The admission in September 2015 that Volkswagen was cheating pollution tests wiped €25 billion euros off the company’s stock market value and prompted some investors to campaign for the launch of a full-scale legal attack against management. While the Volkswagen case is at the extreme end of the spectrum, it serves as a reminder that a company’s relationship with its shareholders is rooted in communication. But for most companies, having to deal with issues on such a scale is unlikely; instead, the main day-to-day focus is on ensuring best practice communications with investors and other stakeholders.
‘Best practice communications’
Best practice communications is a phrase that is often discussed by a company’s management, its corporate brokers and PR advisors. But what exactly does it mean? While private companies have to make certain submissions to regulatory and government organisations, such as HM Revenue and Customs, these are nowhere near the scale of the legally binding reporting and disclosure requirements a company has to comply with once listed.
The duty of transparency that a public company has to all of its shareholders – however large or small – means that all its corporate governance procedures, executive remuneration, and operational and financial performance need to be publicly and widely available in the market. This means maintaining an up-to-date website with all relevant information – such as past results statements, stock exchange announcements and other press releases, information on the management team and board, and the company’s strategy and operations – easily accessible.
It also means that investors need to be provided with price-sensitive information on a synchronised and timely basis – usually via a regulatory announcement distributed to the relevant stock exchange (or exchanges) – so that there is no prejudice or advantage for some investors over others. What constitutes ‘price-sensitive’ or ‘material’ information encompasses a wide range of areas, and what is sensitive for one company might not be for another, but the FCA defines it as information which may, or would be likely to, lead to a substantial movement in the price of a company’s listed securities. This includes financial performance, acquisitions, and changes to the company’s CEO or CFO, amongst others.
As a result, upon becoming listed a company needs to carefully manage its flow of information to the outside world. Current UK regulatory rules require that listed companies publish their financial statements twice a year, with many preferring to also publish statements after the first and third quarters (although this is no longer obligatory). Management and employees must therefore ensure that they do not disclose any details on the company’s financial and operational performance (or inside information) to investors as well as family, friends or suppliers in the intervening period.

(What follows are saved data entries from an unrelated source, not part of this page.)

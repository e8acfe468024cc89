//! Ledger commit rule applied once per card draw
//!
//! Invoked immediately after resolution, before the result is assembled, so
//! no observer ever sees a resolved tier with an uncommitted ledger.

use crate::core::types::Rarity;
use crate::pity::ledger::PityLedger;

/// Apply the post-resolution ledger rule.
///
/// `reset = true` is the path for every tier the resolver chose, whether via
/// hard pity or the weighted draw: the won tier and every strictly commoner
/// tier are zeroed, rarer tiers are untouched (cascading-downward reset, a
/// deliberate monetization pattern). `reset = false` is only reachable from
/// the resolver's fallback path and increments every tier except the
/// fallback tier itself.
pub fn apply(ledger: &mut PityLedger, won_tier: Rarity, reset: bool) {
    if reset {
        for tier in Rarity::ALL {
            if tier == won_tier || tier.is_commoner_than(won_tier) {
                ledger.clear(tier);
            }
        }
    } else {
        for tier in Rarity::ALL {
            if tier != won_tier {
                ledger.bump(tier);
            }
        }
    }
}
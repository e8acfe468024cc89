//! Request validation and per-player throttling
//!
//! Everything here runs before any resolution: a rejected request must leave
//! the ledger, economy, and statistics byte-for-byte unchanged.

use ahash::AHashMap;

use crate::config::{CostTable, RollCost, COOLDOWN_MS, MAX_BATCH};
use crate::core::error::ValidationError;
use crate::core::types::{PlayerId, RollRequest, UnixMillis};
use crate::store::ProfileStore;

/// Validates roll requests and tracks per-player throttle timestamps.
///
/// The last-roll timestamp is recorded as soon as validation passes. That is
/// a pure throttle, not a transaction gate: it sticks even though nothing
/// downstream of validation can fail anyway.
#[derive(Debug, Default)]
pub struct RollRequestValidator {
    last_roll: AHashMap<PlayerId, UnixMillis>,
}

impl RollRequestValidator {
    pub fn new() -> Self {
        Self::default()
    }

    /// Check a request in order: profile, roll type, count, funds, cooldown.
    /// Returns the resolved cost on success and records the throttle stamp.
    pub fn validate<S: ProfileStore>(
        &mut self,
        request: &RollRequest,
        store: &S,
        costs: &CostTable,
    ) -> Result<RollCost, ValidationError> {
        if !store.has_profile(request.player) {
            return Err(ValidationError::NoProfile(request.player));
        }

        if costs.entry(request.roll_type).is_none() {
            return Err(ValidationError::UnknownRollType(request.roll_type));
        }

        if request.count == 0 || request.count > MAX_BATCH {
            return Err(ValidationError::InvalidCount(request.count));
        }

        // Entry existence checked above, so this cannot be None
        let cost = costs
            .roll_cost(request.roll_type, request.count)
            .ok_or(ValidationError::UnknownRollType(request.roll_type))?;

        let available = store.balance(request.player, cost.currency);
        if available < cost.amount {
            return Err(ValidationError::InsufficientFunds {
                currency: cost.currency,
                needed: cost.amount,
                available,
            });
        }

        if let Some(&last) = self.last_roll.get(&request.player) {
            let allowed_at = last + COOLDOWN_MS;
            if request.timestamp < allowed_at {
                return Err(ValidationError::RateLimited {
                    remaining_ms: allowed_at - request.timestamp,
                });
            }
        }

        self.last_roll.insert(request.player, request.timestamp);
        Ok(cost)
    }

    /// Last validated roll timestamp for a player, if any
    pub fn last_roll(&self, player: PlayerId) -> Option<UnixMillis> {
        self.last_roll.get(&player).copied()
    }
}
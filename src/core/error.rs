use thiserror::Error;

use crate::core::types::{Currency, PlayerId, RollType};

/// Reasons a roll request is rejected before any resolution happens.
///
/// Validation failures are terminal and user-visible; nothing downstream of
/// the validator runs, and no ledger, economy, or statistics state changes.
#[derive(Error, Debug, Clone, PartialEq)]
pub enum ValidationError {
    #[error("No profile found for player {0:?}")]
    NoProfile(PlayerId),

    #[error("Insufficient funds: need {needed} {currency}, have {available}")]
    InsufficientFunds {
        currency: Currency,
        needed: u64,
        available: u64,
    },

    #[error("Rate limited: next roll allowed in {remaining_ms}ms")]
    RateLimited { remaining_ms: u64 },

    #[error("No cost entry for roll type {0:?}")]
    UnknownRollType(RollType),

    #[error("Invalid card count: {0}")]
    InvalidCount(u32),
}

#[derive(Error, Debug)]
pub enum VaultError {
    #[error("Validation failed: {0}")]
    Validation(#[from] ValidationError),

    #[error("Config error: {0}")]
    Config(String),

    #[error("IO error: {0}")]
    Io(#[from] std::io::Error),
}

pub type Result<T> = std::result::Result<T, VaultError>;
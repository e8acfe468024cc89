//! Engine configuration with documented constants
//!
//! Pity thresholds, cost tables, and reveal-timing constants are collected
//! here. Everything is plain data injected into the engine at construction;
//! there is no global registry. Defaults are compiled in and can be
//! overridden from a TOML file via [`loader`].

pub mod loader;

use serde::{Deserialize, Serialize};

use crate::core::types::{Currency, Rarity, RollType};

/// Minimum gap between two validated rolls from the same player
pub const COOLDOWN_MS: u64 = 1000;

/// Largest card count a single request may ask for
pub const MAX_BATCH: u32 = 10;

/// Per-tier pity configuration, static after boot.
///
/// A tier's draw rate starts at `base_rate` and ramps by `soft_pity_increase`
/// for every roll past `soft_pity_start` without winning the tier, capped at
/// `max_rate`. Once the counter reaches `hard_pity_limit` the tier is
/// guaranteed outright (0 = no hard pity).
#[derive(Debug, Clone, Copy, PartialEq, Serialize, Deserialize)]
pub struct PityConfig {
    pub soft_pity_start: u32,
    pub hard_pity_limit: u32,
    pub soft_pity_increase: f64,
    pub base_rate: f64,
    pub max_rate: f64,
}

impl PityConfig {
    /// Current draw rate at the given pity counter.
    ///
    /// Non-decreasing in `pity`, never below `base_rate`, never above
    /// `max_rate`.
    pub fn current_rate(&self, pity: u32) -> f64 {
        let over = pity.saturating_sub(self.soft_pity_start) as f64;
        let ramped = self.base_rate + over * self.soft_pity_increase;
        // min-then-max instead of clamp: a misconfigured max_rate below
        // base_rate degrades to base_rate instead of panicking
        ramped.min(self.max_rate).max(self.base_rate)
    }

    /// True once the soft-pity ramp is active at this counter.
    ///
    /// Tiers with no ramp (`soft_pity_increase == 0`) have no soft pity to
    /// activate: their rate is flat, so a win is never pity-favored. Without
    /// this guard a flat tier with `soft_pity_start = 0` would report every
    /// ordinary win as a guarantee.
    pub fn soft_pity_active(&self, pity: u32) -> bool {
        self.soft_pity_increase > 0.0 && pity >= self.soft_pity_start
    }

    /// True once hard pity forces this tier at this counter
    pub fn hard_pity_reached(&self, pity: u32) -> bool {
        self.hard_pity_limit > 0 && pity >= self.hard_pity_limit
    }
}

/// Static per-tier pity table plus the explicit weighted-draw order.
///
/// `draw_order` is the exact, rarest-to-commonest list of tiers the weighted
/// draw iterates. It is deliberately allowed to be a strict subset of the
/// configured tiers: tiers absent from it are only reachable via hard pity,
/// and their probability mass flows to the fallback tier. Changing the list
/// changes live drop rates, so it is config data, not code.
#[derive(Debug, Clone, PartialEq, Serialize, Deserialize)]
pub struct PityConfigTable {
    configs: [PityConfig; Rarity::COUNT],
    pub draw_order: Vec<Rarity>,
}

impl PityConfigTable {
    pub fn new(configs: [PityConfig; Rarity::COUNT], draw_order: Vec<Rarity>) -> Self {
        Self {
            configs,
            draw_order,
        }
    }

    pub fn get(&self, tier: Rarity) -> &PityConfig {
        &self.configs[tier.rank()]
    }

    pub fn set(&mut self, tier: Rarity, config: PityConfig) {
        self.configs[tier.rank()] = config;
    }

    /// Log inconsistencies at boot. Violations are warnings, not fatal:
    /// a misconfigured tier still resolves, just with degraded guarantees.
    pub fn boot_check(&self) {
        for tier in Rarity::ALL {
            let c = self.get(tier);
            if c.hard_pity_limit > 0 && c.hard_pity_limit <= c.soft_pity_start {
                tracing::warn!(
                    %tier,
                    hard = c.hard_pity_limit,
                    soft = c.soft_pity_start,
                    "hard pity limit does not exceed soft pity start"
                );
            }
            if c.max_rate < c.base_rate {
                tracing::warn!(%tier, "max_rate below base_rate, base_rate wins the clamp");
            }
            if !(0.0..=1.0).contains(&c.base_rate) || !(0.0..=1.0).contains(&c.max_rate) {
                tracing::warn!(%tier, "rates outside [0, 1]");
            }
        }
        if self.draw_order.is_empty() {
            tracing::warn!("empty draw order: every non-hard-pity roll falls back to Common");
        }
    }
}

impl Default for PityConfigTable {
    fn default() -> Self {
        let mut configs = [PityConfig {
            soft_pity_start: 0,
            hard_pity_limit: 0,
            soft_pity_increase: 0.0,
            base_rate: 0.0,
            max_rate: 0.0,
        }; Rarity::COUNT];

        configs[Rarity::Ultimate.rank()] = PityConfig {
            soft_pity_start: 70,
            hard_pity_limit: 90,
            soft_pity_increase: 0.002,
            base_rate: 0.001,
            max_rate: 0.05,
        };
        configs[Rarity::Mythical.rank()] = PityConfig {
            soft_pity_start: 60,
            hard_pity_limit: 80,
            soft_pity_increase: 0.005,
            base_rate: 0.003,
            max_rate: 0.10,
        };
        configs[Rarity::Legendary.rank()] = PityConfig {
            soft_pity_start: 25,
            hard_pity_limit: 50,
            soft_pity_increase: 0.06,
            base_rate: 0.006,
            max_rate: 0.32,
        };
        configs[Rarity::Epic.rank()] = PityConfig {
            soft_pity_start: 15,
            hard_pity_limit: 25,
            soft_pity_increase: 0.03,
            base_rate: 0.04,
            max_rate: 0.50,
        };
        configs[Rarity::Rare.rank()] = PityConfig {
            soft_pity_start: 8,
            hard_pity_limit: 12,
            soft_pity_increase: 0.05,
            base_rate: 0.12,
            max_rate: 0.60,
        };
        configs[Rarity::Uncommon.rank()] = PityConfig {
            soft_pity_start: 0,
            hard_pity_limit: 0,
            soft_pity_increase: 0.0,
            base_rate: 0.25,
            max_rate: 0.25,
        };
        configs[Rarity::Common.rank()] = PityConfig {
            soft_pity_start: 0,
            hard_pity_limit: 0,
            soft_pity_increase: 0.0,
            base_rate: 0.55,
            max_rate: 0.55,
        };

        // Uncommon and Mythical are intentionally absent: they keep the
        // shipped drop rates, reachable through hard pity and fallback only.
        let draw_order = vec![
            Rarity::Ultimate,
            Rarity::Legendary,
            Rarity::Epic,
            Rarity::Rare,
            Rarity::Common,
        ];

        Self {
            configs,
            draw_order,
        }
    }
}

/// Fully-resolved price of one request
#[derive(Debug, Clone, Copy, PartialEq, Serialize, Deserialize)]
pub struct RollCost {
    pub currency: Currency,
    /// Amount actually charged, after bulk discount
    pub amount: u64,
    /// Raw amount before discount
    pub original_amount: u64,
    /// Discount fraction applied, in [0, 1)
    pub discount: f64,
}

/// Per-roll-type pricing entry
#[derive(Debug, Clone, Copy, PartialEq, Eq, Serialize, Deserialize)]
pub struct CostEntry {
    pub currency: Currency,
    pub per_card: u64,
}

/// Bulk discount brackets, largest count first: (minimum count, fraction off)
const DISCOUNT_BRACKETS: [(u32, f64); 2] = [(10, 0.10), (5, 0.05)];

/// Cost table mapping roll types to currency prices with bulk discounts.
///
/// Raw cost is linear in count, so monotonic non-decreasing; the discounted
/// amount never exceeds the raw amount.
#[derive(Debug, Clone, PartialEq, Serialize, Deserialize)]
pub struct CostTable {
    entries: ahash::AHashMap<RollType, CostEntry>,
}

impl CostTable {
    pub fn new(entries: ahash::AHashMap<RollType, CostEntry>) -> Self {
        Self { entries }
    }

    pub fn entry(&self, roll_type: RollType) -> Option<&CostEntry> {
        self.entries.get(&roll_type)
    }

    pub fn set(&mut self, roll_type: RollType, entry: CostEntry) {
        self.entries.insert(roll_type, entry);
    }

    /// Price `count` cards of the given roll type. None if the roll type has
    /// no cost entry.
    pub fn roll_cost(&self, roll_type: RollType, count: u32) -> Option<RollCost> {
        let entry = self.entries.get(&roll_type)?;
        let original = entry.per_card * count as u64;
        let discount = DISCOUNT_BRACKETS
            .iter()
            .find(|(min, _)| count >= *min)
            .map(|(_, frac)| *frac)
            .unwrap_or(0.0);
        let amount = (original as f64 * (1.0 - discount)).floor() as u64;
        Some(RollCost {
            currency: entry.currency,
            amount,
            original_amount: original,
            discount,
        })
    }
}

impl Default for CostTable {
    fn default() -> Self {
        let mut entries = ahash::AHashMap::new();
        entries.insert(
            RollType::Daily,
            CostEntry {
                currency: Currency::Coins,
                per_card: 100,
            },
        );
        entries.insert(
            RollType::Premium,
            CostEntry {
                currency: Currency::Gems,
                per_card: 160,
            },
        );
        entries.insert(
            RollType::Bonus,
            CostEntry {
                currency: Currency::Coins,
                per_card: 50,
            },
        );
        entries.insert(
            RollType::Event,
            CostEntry {
                currency: Currency::Tickets,
                per_card: 1,
            },
        );
        entries.insert(
            RollType::Pity,
            CostEntry {
                currency: Currency::Gems,
                per_card: 200,
            },
        );
        Self { entries }
    }
}

/// Reveal-timing and effect-intensity constants.
///
/// Reveal delays are presentation hints, not gameplay state: the client is
/// expected to hold each card for `reveal_delay_ms` before flipping it.
#[derive(Debug, Clone, PartialEq, Serialize, Deserialize)]
pub struct TimingConfig {
    /// Base hold before the first card flips (milliseconds)
    pub base_delay_ms: f64,
    /// Extra hold per position in a multi-card roll
    pub stagger_ms: f64,
    /// Upper bound of the uniform anticipation jitter added per card.
    /// The jitter is deliberate randomization, not noise to be removed.
    pub jitter_max_ms: f64,
    /// Extra "psychological" hold appended to the timing summary when the
    /// batch contains a rare outcome
    pub anticipation_hold_ms: f64,
}

impl TimingConfig {
    /// Reveal delay multiplier per tier: rarer cards hold longer
    pub fn tier_multiplier(&self, tier: Rarity) -> f64 {
        match tier {
            Rarity::Ultimate => 3.0,
            Rarity::Mythical => 2.6,
            Rarity::Legendary => 2.2,
            Rarity::Epic => 1.8,
            Rarity::Rare => 1.4,
            Rarity::Uncommon => 1.1,
            Rarity::Common => 1.0,
        }
    }

    /// Base visual intensity per tier, before new-card and pity bonuses
    pub fn tier_base_intensity(&self, tier: Rarity) -> f64 {
        match tier {
            Rarity::Ultimate => 0.70,
            Rarity::Mythical => 0.60,
            Rarity::Legendary => 0.50,
            Rarity::Epic => 0.35,
            Rarity::Rare => 0.25,
            Rarity::Uncommon => 0.15,
            Rarity::Common => 0.10,
        }
    }
}

impl Default for TimingConfig {
    fn default() -> Self {
        Self {
            base_delay_ms: 400.0,
            stagger_ms: 250.0,
            jitter_max_ms: 150.0,
            anticipation_hold_ms: 600.0,
        }
    }
}

/// Everything the engine needs at construction time
#[derive(Debug, Clone, Default, PartialEq, Serialize, Deserialize)]
pub struct EngineConfig {
    pub pity: PityConfigTable,
    pub costs: CostTable,
    pub timing: TimingConfig,
}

This also covers the media, and any interviews with local or even national press must not cover previously undisclosed price-sensitive information. The regulatory penalties can be severe and, for insider trading, can lead to criminal prosecutions.
The proliferation of social media as a tool for communication also means that companies need to be even more careful in what information they post on Twitter, Facebook and other platforms. In 2012 Netflix and its Chief Executive, Reed Hastings, faced the threat of civil action from regulators after he posted a revealing status on Facebook: ‘Netflix monthly viewing exceeded one billion hours for the first time ever in June.’ Although the post was accessible to Netflix’s 244,000 followers on Facebook, the US Securities and Exchange Commission considered this to be material information that should have been disclosed to the market via a press release or regulatory filing.
While complying with best practice communications is something that most listed companies take very seriously, on occasion things don’t go to plan – often with significant and wide-reaching consequences. In 2012 Google was left red-faced after it accidentally announced its results a few hours early, with the situation made worse by the fact that the numbers were significantly worse than expected. Although the company cited a mistake by its financial printer as the cause of the problem, its shares immediately slumped and were subsequently suspended by NASDAQ. Once they resumed, 40 minutes before the end of the day, the stock was trading 8% down.
The perils of selective disclosure are also great. Back in 2002 Carlsberg’s CFO Jesper Baernoldt was demoted after his IR department told selected analysts that their profit forecasts were too high, several days before the information was announced to the market. And even if there are no formal repercussions or allegations of wrongdoing, disclosure controversies can still have an adverse hit on a company’s reputation. Facebook’s IPO came under scrutiny in 2012 over its handling of sensitive information on revenue estimates in the Prospectus after a claim that one of its bookrunners verbally shared certain information with some larger institutional investors, but not with the wider market. Even more embarrassingly, Google was scolded by the US regulatory body, the SEC, in 2002 when a CEO interview in Playboy was seen to violate its pre-IPO ‘quiet period’. The business got away with it, but not without reputational cost.
The heart of compliance
Ultimately, whilst best practice reporting is something that all companies aspire to, it means much more than just complying with regulatory rules. It is about ensuring investors have a clear understanding of the business, its strategy, opportunities and risks so they can make informed investment decisions regarding the value of the company and its future prospects. This way, companies can be satisfied the share price is an accurate reflection of their business, and investors can be happy they are able to make investment decisions based on full information.